あなたは恋に溺れたことがあるだろうか?
例えば、あなたが何百人もの配下を持つリーダーだったとしよう。
そのあなたの前にすばらしい女性があらわれた。
女性もあなたを愛し、あなたと二人だけの生活を望む。
あなたは恋に溺れる。
仕事も手に着かないほど溺れる。
あなたの部下達は元のあなたに戻ってくれと言う。
しかし、あなたは恋を選ぶ。
2人で逃避行の旅に出る。
そのあなたを追って部下がやってくる。
あなたがその昔、初めて持った腹心の部下だ。
命をかけて戻ってくれと言う部下。
「いかないで」という女性。
すさまじい葛藤があなたを襲う。
弱ってしまうけれど一度は体験してみたい葛藤である。
このような大人の状況を少年漫画に取り入れた作品がある。
タイトルは何と「男一匹ガキ大将」である。
作者は男を描かせたら天下一品の本宮ひろ志。少年ジャンプにおける出世作だ。
上記の設定と「ガキ大将」は完全に不協和音である。
しかし、この漫画ときたら”村のガキ大将”が成り上がり、全国の学校を制覇し、
株の売買戦争に勝ち、ホームレスを束ね、アメリカの財閥と闘うというすさまじいものなのだ。

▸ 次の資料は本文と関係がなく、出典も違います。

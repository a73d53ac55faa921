//! # darkmagic
//!
//! Dependency injection by declared input names. A target lists the names
//! of its inputs; darkmagic finds each one, invokes producers for the ones
//! that must be produced (once per injector), and invokes the target with
//! every input in declared order.
//!
//! ## Example
//!
//! ```ignore
//! use darkmagic::{Arguments, Callable, Value};
//!
//! let port = darkmagic::inject(Callable::returning("main", ["config"], |args: Arguments| {
//!     let config = args.get::<serde_json::Value>("config")?;
//!     Ok(Some(Value::new(config["port"].clone())))
//! }))
//! .await?;
//! ```
//!
//! ## Architecture
//!
//! - `domain` - errors, artifacts, callables and the loader port
//! - `application` - the injector and its resolution machinery
//! - `providers` - the module loader and package registry
//! - `infrastructure` - configuration, logging and bootstrap

/// Domain layer - errors, artifacts and the loader port
///
/// Re-exports from the domain crate for convenience
pub mod domain {
    pub use darkmagic_domain::*;
}

/// Application layer - the resolution engine
///
/// Re-exports from the application crate for convenience
pub mod application {
    pub use darkmagic_application::*;
}

/// Providers - artifact loaders
///
/// Re-exports from the providers crate for convenience
pub mod providers {
    pub use darkmagic_providers::*;
}

/// Infrastructure layer - configuration, logging and bootstrap
///
/// Re-exports from the infrastructure crate for convenience
pub mod infrastructure {
    pub use darkmagic_infrastructure::*;
}

// Re-export commonly used domain types at the crate root
pub use domain::*;

pub use application::{Descriptor, InjectPolicy, Injector, InjectorBuilder};
pub use infrastructure::{AppConfig, ConfigLoader, init_logging};
pub use providers::{ModuleLoader, PACKAGES, PackageEntry};

/// Injector configured from `darkmagic.toml` and `DARKMAGIC_` variables
///
/// Each call builds a new injector with its own registry.
pub fn injector() -> Result<Injector> {
    darkmagic_infrastructure::default_injector()
}

/// Inject `target` with an injector built from configuration
pub async fn inject<T: Into<Artifact>>(target: T) -> ProducerOutcome {
    injector()?.inject(target).await
}
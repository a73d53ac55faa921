//! Value objects shared by the engine and its loaders

pub mod arguments;
pub mod artifact;
pub mod callable;
pub mod continuation;
pub mod value;

pub use arguments::Arguments;
pub use artifact::{Artifact, Classification, LoadedArtifact, Locator, Origin};
pub use callable::{Body, Callable, DeferredFn, FutureFn, ProducerOutcome, ReturningFn};
pub use continuation::Continuation;
pub use value::Value;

そんな不協和音など飲み込んでしまうブラックホールのようなパワーを持っている。
その成り上がりの1シーンの中で主人公、戸川万吉が”恋に溺れる”。
結局、万吉は恋を捨てる。
その時、はいたセリフが「限界じゃぁ、これが、わいの限界じゃぁ。」である。
恋に溺れることが”限界”というのだ。
作者、本宮の「結局、真の男は恋には溺れない」っていう強烈な価値観がここにある。
「だけど、ナヨナヨすることもあるんだよ」っていう人生観もここにある。
実はこのナヨナヨ悲恋展開を幼い私は好まなかった。
しかし、今思う。この場面がなければ、その後の本宮もなかったのではないか。
「男一匹ガキ大将」はおもしろさ、楽しさ、すごさ、という漫画の常識に
価値観や人生観というファクターを持ち込んだ代表的な作品になった。